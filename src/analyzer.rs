// src/analyzer.rs

use crate::error::{panic_message, AnalysisError};
use crate::model::{FeatureCounts, Metric};
use crossbeam_channel::RecvTimeoutError;
use std::panic::{self, AssertUnwindSafe};
use std::sync::Arc;
use std::thread;
use std::time::Duration;
use tree_sitter::{Node, Parser};

/// Turns the text of one source file into feature counts.
///
/// Implementations must be free of shared mutable state: the same analyzer
/// is called concurrently for different files.
pub trait Analyzer: Send + Sync {
    fn analyze(&self, source: &str) -> Result<FeatureCounts, AnalysisError>;
}

/// Run `analyzer` on `source`, converting panics and (when `timeout` is
/// set) overruns into [`AnalysisError`]s.
///
/// With a timeout the analysis runs on its own thread. A thread that
/// overruns is abandoned, not killed; its result is discarded.
pub fn analyze_guarded(
    analyzer: &Arc<dyn Analyzer>,
    source: String,
    timeout: Option<Duration>,
) -> Result<FeatureCounts, AnalysisError> {
    let Some(limit) = timeout else {
        return run_caught(analyzer.as_ref(), &source);
    };

    let (tx, rx) = crossbeam_channel::bounded(1);
    let analyzer = Arc::clone(analyzer);
    thread::Builder::new()
        .name("js-miner-analyze".to_string())
        .spawn(move || {
            let _ = tx.send(run_caught(analyzer.as_ref(), &source));
        })
        .map_err(|e| AnalysisError::Worker(e.to_string()))?;

    match rx.recv_timeout(limit) {
        Ok(result) => result,
        Err(RecvTimeoutError::Timeout) => Err(AnalysisError::Timeout(limit)),
        Err(RecvTimeoutError::Disconnected) => {
            Err(AnalysisError::Worker("analysis thread exited without a result".to_string()))
        }
    }
}

fn run_caught(analyzer: &dyn Analyzer, source: &str) -> Result<FeatureCounts, AnalysisError> {
    panic::catch_unwind(AssertUnwindSafe(|| analyzer.analyze(source)))
        .unwrap_or_else(|payload| Err(AnalysisError::Panicked(panic_message(payload.as_ref()))))
}

/// JavaScript feature counter built on tree-sitter.
///
/// Files with any syntax error are rejected as a whole.
#[derive(Debug, Default, Clone, Copy)]
pub struct JsAnalyzer;

impl Analyzer for JsAnalyzer {
    fn analyze(&self, source: &str) -> Result<FeatureCounts, AnalysisError> {
        let mut parser = Parser::new();
        parser
            .set_language(&tree_sitter_javascript::LANGUAGE.into())
            .map_err(|e| AnalysisError::Language(e.to_string()))?;

        let tree = parser.parse(source, None).ok_or(AnalysisError::NoTree)?;
        let root = tree.root_node();
        if root.has_error() {
            let (line, column) = first_problem(root)
                .map(|n| {
                    let p = n.start_position();
                    (p.row + 1, p.column + 1)
                })
                .unwrap_or((1, 1));
            return Err(AnalysisError::Syntax { line, column });
        }

        let bytes = source.as_bytes();
        let mut counts = FeatureCounts::new();
        let mut cursor = root.walk();
        loop {
            count_node(cursor.node(), bytes, &mut counts);

            if cursor.goto_first_child() {
                continue;
            }
            loop {
                if cursor.goto_next_sibling() {
                    break;
                }
                if !cursor.goto_parent() {
                    return Ok(counts);
                }
            }
        }
    }
}

fn count_node(node: Node<'_>, src: &[u8], counts: &mut FeatureCounts) {
    if !node.is_named() {
        return;
    }

    let kind = node.kind();
    if is_statement(kind) {
        counts.increment(Metric::Statements);
    }

    match kind {
        "function_declaration" | "function_expression" | "generator_function_declaration"
        | "generator_function" | "method_definition" => {
            if has_async_token(node) {
                counts.increment(Metric::AsyncDeclarations);
            }
        }
        "arrow_function" => {
            counts.increment(Metric::ArrowFunctionDeclarations);
            if has_async_token(node) {
                counts.increment(Metric::AsyncDeclarations);
            }
        }
        "await_expression" => counts.increment(Metric::AwaitDeclarations),
        "lexical_declaration" => match node.child_by_field_name("kind").map(|k| k.kind()) {
            Some("const") => counts.increment(Metric::ConstDeclarations),
            Some("let") => counts.increment(Metric::LetDeclarations),
            _ => {}
        },
        "class_declaration" | "class" => counts.increment(Metric::ClassDeclarations),
        "export_statement" => counts.increment(Metric::ExportDeclarations),
        "yield_expression" => counts.increment(Metric::YieldDeclarations),
        "import_statement" => counts.increment(Metric::ImportStatements),
        "new_expression" => {
            let constructor = node.child_by_field_name("constructor");
            if constructor.is_some_and(|c| c.kind() == "identifier" && text(c, src) == "Promise") {
                counts.increment(Metric::PromiseDeclarations);
            }
        }
        "call_expression" => {
            if is_promise_all_or_then(node, src) {
                counts.increment(Metric::PromiseAllAndThen);
            }
        }
        "assignment_pattern" => {
            if node.parent().is_some_and(|p| p.kind() == "formal_parameters") {
                counts.increment(Metric::DefaultParameters);
            }
        }
        "rest_pattern" => counts.increment(Metric::RestStatements),
        "spread_element" => counts.increment(Metric::SpreadArguments),
        "array_pattern" => counts.increment(Metric::ArrayDestructuring),
        "object_pattern" => counts.increment(Metric::ObjectDestructuring),
        _ => {}
    }
}

fn is_statement(kind: &str) -> bool {
    kind.ends_with("_statement")
        || matches!(
            kind,
            "lexical_declaration"
                | "variable_declaration"
                | "function_declaration"
                | "generator_function_declaration"
                | "class_declaration"
        )
}

fn has_async_token(node: Node<'_>) -> bool {
    let mut cursor = node.walk();
    let found = node.children(&mut cursor).any(|c| c.kind() == "async");
    found
}

/// `Promise.all(...)` or `<anything>.then(...)`
fn is_promise_all_or_then(call: Node<'_>, src: &[u8]) -> bool {
    let Some(callee) = call.child_by_field_name("function") else {
        return false;
    };
    if callee.kind() != "member_expression" {
        return false;
    }
    let property = callee.child_by_field_name("property").map(|p| text(p, src));
    match property {
        Some("then") => true,
        Some("all") => callee
            .child_by_field_name("object")
            .is_some_and(|o| o.kind() == "identifier" && text(o, src) == "Promise"),
        _ => false,
    }
}

fn text<'a>(node: Node<'_>, src: &'a [u8]) -> &'a str {
    node.utf8_text(src).unwrap_or_default()
}

/// Pre-order search for the first `ERROR` or missing node, with an explicit
/// stack so nesting depth never reaches the thread stack.
fn first_problem(root: Node<'_>) -> Option<Node<'_>> {
    let mut stack = vec![root];
    let mut cursor = root.walk();
    while let Some(node) = stack.pop() {
        if node.is_error() || node.is_missing() {
            return Some(node);
        }
        let children: Vec<_> = node
            .children(&mut cursor)
            .filter(|c| c.has_error() || c.is_missing())
            .collect();
        stack.extend(children.into_iter().rev());
    }
    None
}

#[cfg(test)]
mod tests {
    use super::*;

    const SAMPLE: &str = r#"
import fs from 'fs';
export const answer = 42;
let counter = 0;
class Greeter {
  async greet(name = 'world', ...rest) {
    await fs.promises.readFile(name);
    return [...rest];
  }
}
function* ids() { yield 1; }
const [first, second] = [1, 2];
const { a, b } = { a: 1, b: 2 };
const wait = () => new Promise((resolve) => resolve());
Promise.all([wait()]).then((xs) => xs);
"#;

    fn analyze(src: &str) -> FeatureCounts {
        JsAnalyzer.analyze(src).expect("sample should parse")
    }

    #[test]
    fn counts_modern_features() {
        let c = analyze(SAMPLE);
        assert_eq!(c.get(Metric::ImportStatements), 1);
        assert_eq!(c.get(Metric::ExportDeclarations), 1);
        assert_eq!(c.get(Metric::ConstDeclarations), 4);
        assert_eq!(c.get(Metric::LetDeclarations), 1);
        assert_eq!(c.get(Metric::ClassDeclarations), 1);
        assert_eq!(c.get(Metric::AsyncDeclarations), 1);
        assert_eq!(c.get(Metric::AwaitDeclarations), 1);
        assert_eq!(c.get(Metric::DefaultParameters), 1);
        assert_eq!(c.get(Metric::RestStatements), 1);
        assert_eq!(c.get(Metric::SpreadArguments), 1);
        assert_eq!(c.get(Metric::YieldDeclarations), 1);
        assert_eq!(c.get(Metric::ArrayDestructuring), 1);
        assert_eq!(c.get(Metric::ObjectDestructuring), 1);
        assert_eq!(c.get(Metric::ArrowFunctionDeclarations), 3);
        assert_eq!(c.get(Metric::PromiseDeclarations), 1);
        assert_eq!(c.get(Metric::PromiseAllAndThen), 2);
        // file/error tallies belong to the caller
        assert_eq!(c.get(Metric::Files), 0);
        assert_eq!(c.get(Metric::Errors), 0);
    }

    #[test]
    fn counts_statements() {
        let c = analyze("let a = 1;\nif (a) { a += 1; }\nwhile (a) { break; }\n");
        assert_eq!(c.get(Metric::Statements), 5);
    }

    #[test]
    fn legacy_code_has_no_modern_features() {
        let c = analyze("var x = 1;\nfunction f(y) { return y + x; }\n");
        assert_eq!(c.get(Metric::ConstDeclarations), 0);
        assert_eq!(c.get(Metric::LetDeclarations), 0);
        assert_eq!(c.get(Metric::ArrowFunctionDeclarations), 0);
        assert_eq!(c.get(Metric::Statements), 3);
    }

    #[test]
    fn syntax_error_is_rejected() {
        let err = JsAnalyzer.analyze("function broken( {").unwrap_err();
        assert!(matches!(err, AnalysisError::Syntax { line: 1, .. }), "got {err:?}");
    }

    #[test]
    fn deeply_nested_syntax_error_is_rejected() {
        let src = format!("x = {}1 +{};", "(".repeat(5_000), ")".repeat(5_000));
        let result = thread::Builder::new()
            .stack_size(2 * 1024 * 1024)
            .spawn(move || JsAnalyzer.analyze(&src))
            .unwrap()
            .join()
            .unwrap();
        assert!(matches!(result, Err(AnalysisError::Syntax { line: 1, .. })), "got {result:?}");
    }

    struct Slow;

    impl Analyzer for Slow {
        fn analyze(&self, _source: &str) -> Result<FeatureCounts, AnalysisError> {
            thread::sleep(Duration::from_millis(500));
            Ok(FeatureCounts::new())
        }
    }

    struct Explodes;

    impl Analyzer for Explodes {
        fn analyze(&self, _source: &str) -> Result<FeatureCounts, AnalysisError> {
            panic!("kaboom")
        }
    }

    #[test]
    fn guarded_analysis_times_out() {
        let slow: Arc<dyn Analyzer> = Arc::new(Slow);
        let result = analyze_guarded(&slow, String::new(), Some(Duration::from_millis(20)));
        assert!(matches!(result, Err(AnalysisError::Timeout(_))));
    }

    #[test]
    fn guarded_analysis_catches_panics() {
        let bad: Arc<dyn Analyzer> = Arc::new(Explodes);
        let inline = analyze_guarded(&bad, String::new(), None);
        assert!(matches!(inline, Err(AnalysisError::Panicked(ref m)) if m == "kaboom"));
        let threaded = analyze_guarded(&bad, String::new(), Some(Duration::from_secs(5)));
        assert!(matches!(threaded, Err(AnalysisError::Panicked(_))));
    }

    #[test]
    fn guarded_analysis_passes_results_through() {
        let js: Arc<dyn Analyzer> = Arc::new(JsAnalyzer);
        let c = analyze_guarded(&js, "const x = 1;".to_string(), Some(Duration::from_secs(30))).unwrap();
        assert_eq!(c.get(Metric::ConstDeclarations), 1);
    }
}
************
Transcribe the records above exactly, beginning at the line that contains "let result = thread::Builder::new()" and ending with the line that contains "let inline = analyze_guarded(&bad, String::new(), None);", both included, and nothing else.

_Result_.
        let result = thread::Builder::new()
            .stack_size(2 * 1024 * 1024)
            .spawn(move || JsAnalyzer.analyze(&src))
            .unwrap()
            .join()
            .unwrap();
        assert!(matches!(result, Err(AnalysisError::Syntax { line: 1, .. })), "got {result:?}");
    }

    struct Slow;

    impl Analyzer for Slow {
        fn analyze(&self, _source: &str) -> Result<FeatureCounts, AnalysisError> {
            thread::sleep(Duration::from_millis(500));
            Ok(FeatureCounts::new())
        }
    }

    struct Explodes;

    impl Analyzer for Explodes {
        fn analyze(&self, _source: &str) -> Result<FeatureCounts, AnalysisError> {
            panic!("kaboom")
        }
    }

    #[test]
    fn guarded_analysis_times_out() {
        let slow: Arc<dyn Analyzer> = Arc::new(Slow);
        let result = analyze_guarded(&slow, String::new(), Some(Duration::from_millis(20)));
        assert!(matches!(result, Err(AnalysisError::Timeout(_))));
    }

    #[test]
    fn guarded_analysis_catches_panics() {
        let bad: Arc<dyn Analyzer> = Arc::new(Explodes);
        let inline = analyze_guarded(&bad, String::new(), None);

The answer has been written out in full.